## WORKING DATA
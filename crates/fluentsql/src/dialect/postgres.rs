use super::{Dialect, Fragment, JsonPairs, LikeMatch, Returning, set_list};
use crate::error::{QueryError, QueryResult};
use crate::ident::IdentStyle;
use crate::script::Syntax;
use crate::upsert::{ConflictTarget, UpsertSpec};
use serde_json::Value;

/// PostgreSQL dialect.
///
/// JSON documents are cast to `jsonb`; paths are bound as `text[]` literals
/// (`{a,b}`) and values as JSON text cast through `text` to `jsonb`, so a
/// JSON `null` operand stays a JSON value instead of a SQL `NULL`.
#[derive(Debug, Clone, Copy, Default)]
pub struct PostgresDialect;

impl PostgresDialect {
    pub fn new() -> Self {
        Self
    }
}

/// MySQL `%` date tokens and their `TO_CHAR` equivalents.
const DATE_TOKENS: [(char, &str); 14] = [
    ('Y', "YYYY"),
    ('y', "YY"),
    ('m', "MM"),
    ('c', "MM"),
    ('d', "DD"),
    ('e', "DD"),
    ('H', "HH24"),
    ('h', "HH12"),
    ('I', "HH12"),
    ('i', "MI"),
    ('s', "SS"),
    ('S', "SS"),
    ('M', "Mon"),
    ('b', "Mon"),
];

/// Translate a MySQL `DATE_FORMAT` pattern for `TO_CHAR`. Unknown tokens pass through.
pub(crate) fn translate_date_format(format: &str) -> String {
    let mut out = String::with_capacity(format.len() + 8);
    let mut chars = format.chars().peekable();
    while let Some(ch) = chars.next() {
        if ch == '%' {
            if let Some(&next) = chars.peek() {
                if let Some((_, pg)) = DATE_TOKENS.iter().find(|(tok, _)| *tok == next) {
                    out.push_str(pg);
                    chars.next();
                    continue;
                }
            }
        }
        out.push(ch);
    }
    out
}

fn path_param(path: String) -> Value {
    Value::String(path)
}

/// A JSON operand as the text of its serialization, for `?::text::jsonb`.
fn json_operand(value: &Value) -> Value {
    Value::String(value.to_string())
}

impl Dialect for PostgresDialect {
    fn name(&self) -> &'static str {
        "postgres"
    }

    fn ident_style(&self) -> IdentStyle {
        IdentStyle::DoubleQuote
    }

    fn syntax(&self) -> Syntax {
        Syntax::Postgres
    }

    fn null_safe_eq(&self) -> &'static str {
        "IS NOT DISTINCT FROM"
    }

    fn date_filter(&self, column: &str) -> String {
        format!("CAST({column} AS DATE)")
    }

    fn time_filter(&self, column: &str) -> String {
        format!("CAST({column} AS TIME)")
    }

    fn date_format(&self, date: &str, format: &str) -> Fragment {
        Fragment::new(
            format!("TO_CHAR({date}, ?)"),
            vec![Value::String(translate_date_format(format))],
        )
    }

    fn like(&self, value: &str, matching: LikeMatch) -> Fragment {
        let params = matching.pieces(value);
        let sql = match params.len() {
            3 => "(? || ? || ?)",
            _ => "(? || ?)",
        };
        Fragment::new(sql, params)
    }

    /// `$.a.b` / `a.b` / `.a..b` all become `{a,b}`.
    fn json_path(&self, path: &str) -> String {
        let trimmed = path.trim_start_matches(['$', '.']);
        let segments: Vec<&str> = trimmed.split('.').filter(|s| !s.is_empty()).collect();
        format!("{{{}}}", segments.join(","))
    }

    fn json_extract(&self, doc: &str, path: &str) -> Fragment {
        Fragment::new(
            format!("({doc})::jsonb #>> (?::text[])"),
            vec![path_param(self.json_path(path))],
        )
    }

    fn json_set(&self, doc: &str, pairs: &JsonPairs) -> QueryResult<Fragment> {
        if pairs.is_empty() {
            return Err(QueryError::configuration("JsonSet requires path/value pairs"));
        }
        let mut expr = format!("({doc})::jsonb");
        let mut params = Vec::with_capacity(pairs.len() * 2);
        for (path, value) in pairs.iter() {
            expr = format!("jsonb_set({expr}, ?::text[], (?::text::jsonb), true)");
            params.push(path_param(self.json_path(path)));
            params.push(json_operand(value));
        }
        Ok(Fragment::new(expr, params))
    }

    fn json_remove(&self, doc: &str, paths: &[&str]) -> QueryResult<Fragment> {
        if paths.is_empty() {
            return Err(QueryError::configuration("JsonRemove requires at least one path"));
        }
        let mut expr = format!("({doc})::jsonb");
        let mut params = Vec::with_capacity(paths.len());
        for path in paths {
            expr.push_str(" #- (?::text[])");
            params.push(path_param(self.json_path(path)));
        }
        Ok(Fragment::new(expr, params))
    }

    fn json_exists(&self, doc: &str, path: &str) -> Fragment {
        Fragment::new(
            format!("(({doc})::jsonb #> (?::text[])) IS NOT NULL"),
            vec![path_param(self.json_path(path))],
        )
    }

    fn json_contains(&self, doc: &str, path: &str, value: &Value) -> Fragment {
        Fragment::new(
            format!("(({doc})::jsonb #> (?::text[])) @> (?::text::jsonb)"),
            vec![path_param(self.json_path(path)), json_operand(value)],
        )
    }

    fn json_merge_patch(&self, doc: &str, patch: &Value) -> Fragment {
        Fragment::new(format!("(({doc})::jsonb || (?::text::jsonb))"), vec![json_operand(patch)])
    }

    fn json_array_append(&self, _doc: &str, _pairs: &JsonPairs) -> QueryResult<Fragment> {
        Err(QueryError::Unsupported {
            dialect: self.name(),
            operation: "JsonArrayAppend",
            hint: "build explicit jsonb_set/jsonb_insert manually",
        })
    }

    fn json_unquote(&self, value: &Value) -> Fragment {
        Fragment::new("(?::text)", vec![value.clone()])
    }

    fn json_compact(&self, value: &Value) -> Fragment {
        Fragment::new("(?::text::jsonb)", vec![json_operand(value)])
    }

    fn upsert_clause(&self, spec: &UpsertSpec, columns: &[String]) -> QueryResult<String> {
        if spec.set.is_empty() {
            return Err(QueryError::configuration(
                "InsertOnDuplicate requires columns to SET",
            ));
        }

        let style = self.ident_style();
        let conflict = match &spec.target {
            Some(ConflictTarget::Constraint(name)) => format!("ON CONFLICT ON CONSTRAINT {name}"),
            Some(ConflictTarget::Columns(cols)) if !cols.is_empty() => {
                let quoted: Vec<String> = cols.iter().map(|c| style.quote_column(c)).collect();
                format!("ON CONFLICT ({})", quoted.join(","))
            }
            _ if columns.iter().any(|c| c == "id") => {
                format!("ON CONFLICT ({})", style.quote_column("id"))
            }
            _ => {
                return Err(QueryError::configuration(
                    "Postgres upsert requires a conflict target: pass conflict columns or a constraint, or include an `id` column to infer",
                ));
            }
        };

        let list = set_list(style, &spec.set, |quoted| format!("EXCLUDED.{quoted}"));
        Ok(format!("{conflict} DO UPDATE SET {list}"))
    }

    fn returning(&self) -> Returning {
        Returning::Native
    }
}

## REQUIRED ACTION
Put down all the data once more, exactly as it appears above.

## RESPONSE TO THE TASK
filename crates/fluentsql/src/dialect/postgres.rs
use super::{Dialect, Fragment, JsonPairs, LikeMatch, Returning, set_list};
use crate::error::{QueryError, QueryResult};
use crate::ident::IdentStyle;
use crate::script::Syntax;
use crate::upsert::{ConflictTarget, UpsertSpec};
use serde_json::Value;

/// PostgreSQL dialect.
///
/// JSON documents are cast to `jsonb`; paths are bound as `text[]` literals
/// (`{a,b}`) and values as JSON text cast through `text` to `jsonb`, so a
/// JSON `null` operand stays a JSON value instead of a SQL `NULL`.
#[derive(Debug, Clone, Copy, Default)]
pub struct PostgresDialect;

impl PostgresDialect {
    pub fn new() -> Self {
        Self
    }
}

/// MySQL `%` date tokens and their `TO_CHAR` equivalents.
const DATE_TOKENS: [(char, &str); 14] = [
    ('Y', "YYYY"),
    ('y', "YY"),
    ('m', "MM"),
    ('c', "MM"),
    ('d', "DD"),
    ('e', "DD"),
    ('H', "HH24"),
    ('h', "HH12"),
    ('I', "HH12"),
    ('i', "MI"),
    ('s', "SS"),
    ('S', "SS"),
    ('M', "Mon"),
    ('b', "Mon"),
];

/// Translate a MySQL `DATE_FORMAT` pattern for `TO_CHAR`. Unknown tokens pass through.
pub(crate) fn translate_date_format(format: &str) -> String {
    let mut out = String::with_capacity(format.len() + 8);
    let mut chars = format.chars().peekable();
    while let Some(ch) = chars.next() {
        if ch == '%' {
            if let Some(&next) = chars.peek() {
                if let Some((_, pg)) = DATE_TOKENS.iter().find(|(tok, _)| *tok == next) {
                    out.push_str(pg);
                    chars.next();
                    continue;
                }
            }
        }
        out.push(ch);
    }
    out
}

fn path_param(path: String) -> Value {
    Value::String(path)
}

/// A JSON operand as the text of its serialization, for `?::text::jsonb`.
fn json_operand(value: &Value) -> Value {
    Value::String(value.to_string())
}

impl Dialect for PostgresDialect {
    fn name(&self) -> &'static str {
        "postgres"
    }

    fn ident_style(&self) -> IdentStyle {
        IdentStyle::DoubleQuote
    }

    fn syntax(&self) -> Syntax {
        Syntax::Postgres
    }

    fn null_safe_eq(&self) -> &'static str {
        "IS NOT DISTINCT FROM"
    }

    fn date_filter(&self, column: &str) -> String {
        format!("CAST({column} AS DATE)")
    }

    fn time_filter(&self, column: &str) -> String {
        format!("CAST({column} AS TIME)")
    }

    fn date_format(&self, date: &str, format: &str) -> Fragment {
        Fragment::new(
            format!("TO_CHAR({date}, ?)"),
            vec![Value::String(translate_date_format(format))],
        )
    }

    fn like(&self, value: &str, matching: LikeMatch) -> Fragment {
        let params = matching.pieces(value);
        let sql = match params.len() {
            3 => "(? || ? || ?)",
            _ => "(? || ?)",
        };
        Fragment::new(sql, params)
    }

    /// `$.a.b` / `a.b` / `.a..b` all become `{a,b}`.
    fn json_path(&self, path: &str) -> String {
        let trimmed = path.trim_start_matches(['$', '.']);
        let segments: Vec<&str> = trimmed.split('.').filter(|s| !s.is_empty()).collect();
        format!("{{{}}}", segments.join(","))
    }

    fn json_extract(&self, doc: &str, path: &str) -> Fragment {
        Fragment::new(
            format!("({doc})::jsonb #>> (?::text[])"),
            vec![path_param(self.json_path(path))],
        )
    }

    fn json_set(&self, doc: &str, pairs: &JsonPairs) -> QueryResult<Fragment> {
        if pairs.is_empty() {
            return Err(QueryError::configuration("JsonSet requires path/value pairs"));
        }
        let mut expr = format!("({doc})::jsonb");
        let mut params = Vec::with_capacity(pairs.len() * 2);
        for (path, value) in pairs.iter() {
            expr = format!("jsonb_set({expr}, ?::text[], (?::text::jsonb), true)");
            params.push(path_param(self.json_path(path)));
            params.push(json_operand(value));
        }
        Ok(Fragment::new(expr, params))
    }

    fn json_remove(&self, doc: &str, paths: &[&str]) -> QueryResult<Fragment> {
        if paths.is_empty() {
            return Err(QueryError::configuration("JsonRemove requires at least one path"));
        }
        let mut expr = format!("({doc})::jsonb");
        let mut params = Vec::with_capacity(paths.len());
        for path in paths {
            expr.push_str(" #- (?::text[])");
            params.push(path_param(self.json_path(path)));
        }
        Ok(Fragment::new(expr, params))
    }

    fn json_exists(&self, doc: &str, path: &str) -> Fragment {
        Fragment::new(
            format!("(({doc})::jsonb #> (?::text[])) IS NOT NULL"),
            vec![path_param(self.json_path(path))],
        )
    }

    fn json_contains(&self, doc: &str, path: &str, value: &Value) -> Fragment {
        Fragment::new(
            format!("(({doc})::jsonb #> (?::text[])) @> (?::text::jsonb)"),
            vec![path_param(self.json_path(path)), json_operand(value)],
        )
    }

    fn json_merge_patch(&self, doc: &str, patch: &Value) -> Fragment {
        Fragment::new(format!("(({doc})::jsonb || (?::text::jsonb))"), vec![json_operand(patch)])
    }

    fn json_array_append(&self, _doc: &str, _pairs: &JsonPairs) -> QueryResult<Fragment> {
        Err(QueryError::Unsupported {
            dialect: self.name(),
            operation: "JsonArrayAppend",
            hint: "build explicit jsonb_set/jsonb_insert manually",
        })
    }

    fn json_unquote(&self, value: &Value) -> Fragment {
        Fragment::new("(?::text)", vec![value.clone()])
    }

    fn json_compact(&self, value: &Value) -> Fragment {
        Fragment::new("(?::text::jsonb)", vec![json_operand(value)])
    }

    fn upsert_clause(&self, spec: &UpsertSpec, columns: &[String]) -> QueryResult<String> {
        if spec.set.is_empty() {
            return Err(QueryError::configuration(
                "InsertOnDuplicate requires columns to SET",
            ));
        }

        let style = self.ident_style();
        let conflict = match &spec.target {
            Some(ConflictTarget::Constraint(name)) => format!("ON CONFLICT ON CONSTRAINT {name}"),
            Some(ConflictTarget::Columns(cols)) if !cols.is_empty() => {
                let quoted: Vec<String> = cols.iter().map(|c| style.quote_column(c)).collect();
                format!("ON CONFLICT ({})", quoted.join(","))
            }
            _ if columns.iter().any(|c| c == "id") => {
                format!("ON CONFLICT ({})", style.quote_column("id"))
            }
            _ => {
                return Err(QueryError::configuration(
                    "Postgres upsert requires a conflict target: pass conflict columns or a constraint, or include an `id` column to infer",
                ));
            }
        };

        let list = set_list(style, &spec.set, |quoted| format!("EXCLUDED.{quoted}"));
        Ok(format!("{conflict} DO UPDATE SET {list}"))
    }

    fn returning(&self) -> Returning {
        Returning::Native
    }
}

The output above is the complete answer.